Pour en revenir à ta question, c’est un point qui peut soulever une ambiguïté, surtout par rapport à l’analogie de certaines de mes pièces avec des instruments de musique. Mais ces analogies sont formelles et empruntent à une pluralité de cultures et de langages iconiques. Si mon champ d’investigation est évidemment la musique, j’y entre par la porte iconographique, et non par celle du sonore. C’est une base à partir de laquelle je tisse des associations d’idées, des rapprochements sémantiques… Je ne convoque pas directement l’expérience d’une musique comme d’autres artistes ont pu faire d’un concert ou d’une soirée historique6 par exemple ; je travaille par additions de formes. D’une certaine façon, je m’intéresse plus aux cultures à travers la musique qu’à la musique en soi. En ce sens, il y a beaucoup de citations dans mon travail. Certains détails formels ou certains titres sont clairement empruntés à l’histoire de la musique, des métiers, de l’art, etc. D’autres choses ne sont pas ouvertement citées, mais plus suggérées par la convocation de la mémoire collective par exemple. Les techniques employées, les références, les possibles associations d’idées… il y a bien sûr toujours plusieurs niveaux de lecture au sein d’une exposition, et cela fonctionne avec des allers-retours entre le détail et l’ensemble. Le détail – qui comme tu le dis – convoque plus l’expérience sensorielle, parce qu’il y a la façon, l’intelligence de la main comme la décrit Richard Sennett7, et que l’on est dans le sensible ; et l’ensemble, dans lequel les idées apparaissent et les liens se font, et dans lequel on peut réifier mentalement des objets. On navigue constamment entre les deux, mais j’imagine que c’est la manière la plus naturelle pour cheminer dans une exposition.

– JC : Je me permets une question commune étant donné que Benoît est critique et commissaire d’exposition8, et que Marc a certes une activité d’artiste mais a aussi participé à de nombreuses entreprises curatoriales et éditoriales9. Je m’interroge depuis longtemps sur le seuil d’intégrité du format « œuvre d’art » et celui du format « exposition ». Les travaux de Gérard Genette10 déconstruisent et clarifient assez bien ce problème, même si cette question est de nouveau posée par la figure du curator/curatrice. Boris Groys nous dit, par exemple, que de nos jours, il n’existe plus de différence « ontologique » entre faire de l’art et exposer de l’art11. Si Groys affine ce postulat au fur et à mesure de sa réflexion, il m’intéresse d’appréhender vos compréhensions au regard de vos activités respectives. La question est donc multiple. Comment vivez-vous la partition artiste/curator en termes de micro pouvoirs ? L’artiste doit-il laisser du terrain au curator ou à la curatrice quant à la création des œuvres et à leur mise en exposition globale ? Comment envisagez-vous ce « take caring » de l’artiste ? Peut-il passer par une approche vertueuse ? Sur quels critères ?

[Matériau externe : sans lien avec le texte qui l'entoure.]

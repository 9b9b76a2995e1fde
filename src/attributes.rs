/// Standard HTML attributes offered behind `x-bind:` and the `:` shorthand.
/// `belongs_to` restricts an attribute to the listed elements; empty means any.
#[derive(Debug, Clone, Copy)]
pub struct Attribute {
    pub name: &'static str,
    pub documentation: &'static str,
    pub belongs_to: &'static [&'static str],
    pub deprecated: bool,
}

const fn attr(name: &'static str, documentation: &'static str) -> Attribute {
    Attribute {
        name,
        documentation,
        belongs_to: &[],
        deprecated: false,
    }
}

const fn attr_of(
    name: &'static str,
    documentation: &'static str,
    belongs_to: &'static [&'static str],
) -> Attribute {
    Attribute {
        name,
        documentation,
        belongs_to,
        deprecated: false,
    }
}

const fn deprecated(name: &'static str, documentation: &'static str) -> Attribute {
    Attribute {
        name,
        documentation,
        belongs_to: &[],
        deprecated: true,
    }
}

pub const ATTRIBUTES: &[Attribute] = &[
    attr_of("accept", "This attribute can be used with <input> element only.", &["input"]),
    attr_of("accept-charset", "Define character encoding and is used for form submission.", &["form"]),
    attr("accesskey", "The keyboard shortcuts to activate/focus specific elements."),
    attr_of("action", "Specify where the form data is to be sent to the server after submission of the form.", &["form"]),
    deprecated("align", "Specify the alignment of text content of The Element."),
    attr_of("alt", "Show or display something if the primary attribute", &["img", "area", "input"]),
    attr_of("async", "Only works for external scripts (and used only in when src attribute is present ).", &["script"]),
    attr_of("autocomplete", "Specify whether the input field has autocompleted would be on or off.", &["input", "form"]),
    attr_of("autoplay", "The audio/video should automatically start playing when web page is loaded.", &["audio", "video"]),
    attr_of("autofocus", "The element should get focused when the page loads. It is a boolean attribute.", &["input", "button", "select", "textarea"]),
    attr("bgcolor", "Set the background color of an HTML element."),
    attr("border", "Set visible border width to most HTML elements within the body."),
    attr("charset", "Define character encoding."),
    attr("checked", "Indicate whether an element should be checked when the page loads up. It is a Boolean attribute."),
    attr("cite", "Specify the URL of the document that explains the quotes, message or text which describes why the text was inserted."),
    attr("class", "Specifies one or more class names for an HTML element."),
    attr("cols", "The number of columns a cell should span."),
    attr("colspan", "HTML specifies the number of columns a cell should span."),
    attr("content", "The values that are related to the http-equiv or name attribute."),
    attr("contenteditable", "Specify whether the content present in the element is editable or not."),
    attr("controls", "It is a Boolean attribute and also new in HTML5"),
    attr("coords", "Specify the coordinate of an area in an image-map"),
    attr("data", "Specify the URL of the Embedded file of the Object."),
    attr("data-*", "Specific to HTML5 and you can use the data-* attribute on all HTML elements."),
    attr("datetime", "Specify the date and time of the inserted and the deleted text."),
    attr("default", "Specify that the track will be enabled if the user's preferences do not indicate that another track would be more appropriate."),
    attr("defer", "Executed when the page has finished parsing."),
    attr("dir", "The text direction of the element content."),
    attr("dirname", "Enable the text direction of the input and the Textarea Field after submitting the form."),
    attr("disabled", "The disabled attribute in HTML indicates whether the element is disabled or not."),
    attr("download", "Download the element when the user clicks on the hyperlink"),
    attr("draggable", "Specify whether an element is draggable or not."),
    attr("dropzone", "Specify whether the dragged data is copied, moved, or linked when it is dropped on any element."),
    attr("enctype", "That data will be present in the form and should be encoded when submitted to the server."),
    attr("for", "For Attribute is used in both the <label> and the <output> element."),
    attr("form", "That the element can contain one or more forms"),
    attr("formaction", "Specify where to send the data of the form. After submission of the form, the formaction attribute is called."),
    attr("headers", "The HTML headers attribute specifies one or additional header cells a table cell is expounded to."),
    attr("height", "height attribute is used to specify the height of the Element."),
    attr("hidden", "The hidden attribute in HTML is used to define the visibility of elements."),
    attr("high", "The range where the value of gauge is considered to be of high value."),
    attr("href", "It is used to specify the URL of the document."),
    attr("hreflang", "The language for a linked document. It is used only when the href attribute is set."),
    attr("http-equiv", "Provide header information or value of the content Attribute."),
    attr("id", "It is used by CSS and JavaScript to perform a certain task for a unique element."),
    attr("ismap", "The HTML ismap attribute is a boolean attribute."),
    attr_of("kind", "The kind of track. This attribute is only used in <Track> element.", &["track"]),
    attr("label", "The title of the Text Track is used by the browser when listing available text tracks."),
    attr("lang", "Specify the language of the element content."),
    attr_of("list", "List of pre-defined options for an <input> element to suggest the user.", &["input"]),
    attr("loop", "Restart the audio and video again and again after finishing it. It contains the Boolean value."),
    attr("low", "The range where the value of gauge is considered to be low."),
    attr("max", "Specifies the maximum value of an element."),
    attr_of("maxlength", "The maximum number of characters in the <input> element. Its default value is 524288.", &["input"]),
    attr("media", "The media attribute is used with the <link> and <style> elements to specify the type of media (screen, print, etc.) the document is optimized for."),
    attr_of("method", "The HTTP method is used to send data while submitting the form.", &["form"]),
    attr("min", "Specify the lower bound of the gauge."),
    attr("multiple", "Allowed to select more than one value that is present in an element."),
    attr("muted", "The audio output of the video is muted, it is a Boolean attribute."),
    attr("name", "Specify a name for the element."),
    attr_of("novalidate", "That the form-data should not be validated when submitting the form.", &["form"]),
    attr("onblur", "That moment when the element loses focus."),
    attr("oncopy", "The user copied the content present in an element."),
    attr("oncut", "The user cut or delete the content that has been present in the element."),
    attr("onkeypress", "when a user presses a key on the Keyboard."),
    attr("onmousedown", "Order of events occurs related to the onmousedown event."),
    attr("onscroll", "This onscroll attribute works when an element scrollbar is being scrolled."),
    attr("optimum", "The optimum attribute in HTML indicates the optimal numeric value for the gauge."),
    attr("pattern", "Specifies a regular expression pattern that the input value must match to be valid."),
    attr("placeholder", "Specifies a short hint that describes the expected value of an input field/text area."),
    attr("readonly", "Specify that the text written in input or text area Element is read-only."),
    attr("required", "Specify that the input element must be filled out before submitting the Form."),
    attr("reversed", "Ordered the list in Descending Order(9, 8, 7, 6 .....) instead of ascending order(1, 2, 3 ....)"),
    attr("rows", "The number of visible text lines for the control i.e the number of rows to display."),
    attr("rowspan", "The number of rows a cell should span."),
    attr("selected", "Specify which option should be by default selected when the page loads."),
    attr("size", "Specify the initial width for the input field and a number of visible rows for the select element."),
    attr("spellcheck", "Applied to HTML forms using the spellcheck attribute."),
    attr("srclang", "Specify the language of the track text."),
    attr("start", "The start value for numbering the individual list item."),
    attr_of("step", "Set the discrete step size of the <input> element.", &["input"]),
    attr("style", "There are 3 ways of implementing style in HTML."),
    attr("tabindex", "When the tab button is used for navigating."),
    attr("target", "Specifies where to open the linked document (e.g., in a new window/tab, in the same window/tab, etc.)."),
    attr("title", "Specify extra information about the element."),
    attr("translate", "Specify whether the content of an element is translated or not."),
    attr("value", "Specify the value of the element with which it is used."),
    attr_of("wrap", "The wrap attribute specifies how text should be wrapped in a <textarea> element (either by spaces or by the browser's default). It determines how text is handled when the form is submitted.", &["textarea"]),
];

– BLdLC : Pour ma part, ma méthode reste somme toute très classique et ne rentre pas vraiment dans le débat de l’artiste/curateur ou du curateur/auteur. J’estime que ma pratique du commissariat consiste à choisir des artistes à partir de certains critères, de manière cohérente par rapport à la programmation globale du lieu d’exposition, de les accompagner dans leur projet, de leur mettre à disposition un budget correct, un lieu intéressant, des moyens techniques, une équipe compétente et de les payer. Je les laisse faire, tout en restant disponible pour les conseiller et discuter de leur projet (et de ses limites), je me mets en retrait tout en leur soumettant des idées. D’après mon expérience, certes encore jeune, les artistes sont souvent ennuyés par les curateurs trop intrusifs. Ma méthode n’est pas aussi créative qu’un curateur/auteur, je ne signe d’ailleurs jamais les expositions monographiques que j’organise, d’ailleurs, avec mon équipe. Mais puisqu’il s’agit surtout de parler de Marc ici, je dirais qu’il n’a pas eu non plus cette pratique d’artiste/curateur dans le sens où il a dû mettre son travail d’artiste de côté pendant au moins quatre ans pour s’occuper de la direction artistique de son lieu, ce pourquoi il a mis un terme à cette activité. Je pense qu’il n’est pas souvent aisé de faire coïncider ces deux pratiques à moins qu’elle ne soit inhérente à la démarche de l’artiste, et encore… Selon moi, le fond de la démarche de Marc est plutôt éloigné de ces questionnements bien qu’un artiste soit toujours le curateur de ses expositions. Il me semble qu’une fois disposées dans l’espace, les sculptures de Marc ne dirigent pas l’attention vers leur environnement spatial ou contextuel (à la manière du minimalisme historique) mais davantage vers elles-mêmes, voir à l’intérieur d’elles-mêmes parfois, grâce aux « ouïes » par exemple. Si certaines s’apprécient en surface, et laissent littéralement glisser le regard, d’autres invitent le regard à pénétrer dedans.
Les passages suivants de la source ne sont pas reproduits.